Stored data:
────────────────────────────────────────

use crate::map::Rgb;

/// Braille Unicode canvas with a depth buffer and one color per cell.
/// Each character cell represents a 2x4 pixel grid (8 dots).
/// Unicode Braille patterns: U+2800 to U+28FF
pub struct BrailleCanvas {
    width: usize,  // Characters
    height: usize, // Characters
    pixels: Vec<Vec<u8>>, // Bit patterns per char
    /// NDC depth per dot, row-major over width*2 x height*4
    depth: Vec<f64>,
    /// Color of the nearest dot per char
    colors: Vec<Vec<Option<(Rgb, f64)>>>,
}

impl BrailleCanvas {
    /// Create a new canvas with the given character dimensions.
    /// Effective pixel resolution: width*2 x height*4
    pub fn new(width: usize, height: usize) -> Self {
        Self {
            width,
            height,
            pixels: vec![vec![0u8; width]; height],
            depth: vec![f64::INFINITY; width * 2 * height * 4],
            colors: vec![vec![None; width]; height],
        }
    }

    pub fn pixel_width(&self) -> usize {
        self.width * 2
    }

    pub fn pixel_height(&self) -> usize {
        self.height * 4
    }

    /// Braille dot layout per character:
    /// ```text
    /// (0,0) (1,0)   bits: 0x01 0x08
    /// (0,1) (1,1)   bits: 0x02 0x10
    /// (0,2) (1,2)   bits: 0x04 0x20
    /// (0,3) (1,3)   bits: 0x40 0x80
    /// ```
    #[inline(always)]
    fn bit(x: usize, y: usize) -> u8 {
        match (x % 2, y % 4) {
            (0, 0) => 0x01,
            (1, 0) => 0x08,
            (0, 1) => 0x02,
            (1, 1) => 0x10,
            (0, 2) => 0x04,
            (1, 2) => 0x20,
            (0, 3) => 0x40,
            (1, 3) => 0x80,
            _ => 0,
        }
    }

    /// Depth-tested write. `lit` decides whether the dot is raised; an
    /// unlit sample still occludes whatever was behind it.
    /// Returns true when the sample passed the depth test.
    pub fn plot(&mut self, x: i32, y: i32, depth: f64, lit: bool, color: Rgb) -> bool {
        if x < 0 || y < 0 {
            return false;
        }
        let (x, y) = (x as usize, y as usize);
        let (cx, cy) = (x / 2, y / 4);
        if cx >= self.width || cy >= self.height {
            return false;
        }

        let idx = y * self.pixel_width() + x;
        if depth >= self.depth[idx] {
            return false;
        }
        self.depth[idx] = depth;

        let bit = Self::bit(x, y);
        if lit {
            self.pixels[cy][cx] |= bit;
            let nearer = self.colors[cy][cx].is_none_or(|(_, d)| depth <= d);
            if nearer {
                self.colors[cy][cx] = Some((color, depth));
            }
        } else {
            self.pixels[cy][cx] &= !bit;
        }
        true
    }

    pub fn cell_color(&self, col: usize, row: usize) -> Option<Rgb> {
        self.colors.get(row)?.get(col)?.map(|(c, _)| c)
    }

    /// Convert the canvas to a string of Braille characters
    #[cfg(test)]
    pub fn to_string(&self) -> String {
        (0..self.height)
            .map(|i| self.row_to_string(i))
            .collect::<Vec<_>>()
            .join("\n")
    }

    /// Get a specific row as a string (for line-by-line rendering)
    pub fn row_to_string(&self, row: usize) -> String {
        if row >= self.height {
            return String::new();
        }
        self.pixels[row]
            .iter()
            .map(|&b| char::from_u32(0x2800 + b as u32).unwrap_or(' '))
            .collect()
    }

    /// Get all rows as an iterator of strings
    pub fn rows(&self) -> impl Iterator<Item = String> + '_ {
        (0..self.height).map(|i| self.row_to_string(i))
    }
}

────────────────────────────────────────

Quote every record above exactly.

:: Output for this exercise ::
use crate::map::Rgb;

/// Braille Unicode canvas with a depth buffer and one color per cell.
/// Each character cell represents a 2x4 pixel grid (8 dots).
/// Unicode Braille patterns: U+2800 to U+28FF
pub struct BrailleCanvas {
    width: usize,  // Characters
    height: usize, // Characters
    pixels: Vec<Vec<u8>>, // Bit patterns per char
    /// NDC depth per dot, row-major over width*2 x height*4
    depth: Vec<f64>,
    /// Color of the nearest dot per char
    colors: Vec<Vec<Option<(Rgb, f64)>>>,
}

impl BrailleCanvas {
    /// Create a new canvas with the given character dimensions.
    /// Effective pixel resolution: width*2 x height*4
    pub fn new(width: usize, height: usize) -> Self {
        Self {
            width,
            height,
            pixels: vec![vec![0u8; width]; height],
            depth: vec![f64::INFINITY; width * 2 * height * 4],
            colors: vec![vec![None; width]; height],
        }
    }

    pub fn pixel_width(&self) -> usize {
        self.width * 2
    }

    pub fn pixel_height(&self) -> usize {
        self.height * 4
    }

    /// Braille dot layout per character:
    /// ```text
    /// (0,0) (1,0)   bits: 0x01 0x08
    /// (0,1) (1,1)   bits: 0x02 0x10
    /// (0,2) (1,2)   bits: 0x04 0x20
    /// (0,3) (1,3)   bits: 0x40 0x80
    /// ```
    #[inline(always)]
    fn bit(x: usize, y: usize) -> u8 {
        match (x % 2, y % 4) {
            (0, 0) => 0x01,
            (1, 0) => 0x08,
            (0, 1) => 0x02,
            (1, 1) => 0x10,
            (0, 2) => 0x04,
            (1, 2) => 0x20,
            (0, 3) => 0x40,
            (1, 3) => 0x80,
            _ => 0,
        }
    }

    /// Depth-tested write. `lit` decides whether the dot is raised; an
    /// unlit sample still occludes whatever was behind it.
    /// Returns true when the sample passed the depth test.
    pub fn plot(&mut self, x: i32, y: i32, depth: f64, lit: bool, color: Rgb) -> bool {
        if x < 0 || y < 0 {
            return false;
        }
        let (x, y) = (x as usize, y as usize);
        let (cx, cy) = (x / 2, y / 4);
        if cx >= self.width || cy >= self.height {
            return false;
        }

        let idx = y * self.pixel_width() + x;
        if depth >= self.depth[idx] {
            return false;
        }
        self.depth[idx] = depth;

        let bit = Self::bit(x, y);
        if lit {
            self.pixels[cy][cx] |= bit;
            let nearer = self.colors[cy][cx].is_none_or(|(_, d)| depth <= d);
            if nearer {
                self.colors[cy][cx] = Some((color, depth));
            }
        } else {
            self.pixels[cy][cx] &= !bit;
        }
        true
    }

    pub fn cell_color(&self, col: usize, row: usize) -> Option<Rgb> {
        self.colors.get(row)?.get(col)?.map(|(c, _)| c)
    }

    /// Convert the canvas to a string of Braille characters
    #[cfg(test)]
    pub fn to_string(&self) -> String {
        (0..self.height)
            .map(|i| self.row_to_string(i))
            .collect::<Vec<_>>()
            .join("\n")
    }

    /// Get a specific row as a string (for line-by-line rendering)
    pub fn row_to_string(&self, row: usize) -> String {
        if row >= self.height {
            return String::new();
        }
        self.pixels[row]
            .iter()
            .map(|&b| char::from_u32(0x2800 + b as u32).unwrap_or(' '))
            .collect()
    }

    /// Get all rows as an iterator of strings
    pub fn rows(&self) -> impl Iterator<Item = String> + '_ {
        (0..self.height).map(|i| self.row_to_string(i))
    }
}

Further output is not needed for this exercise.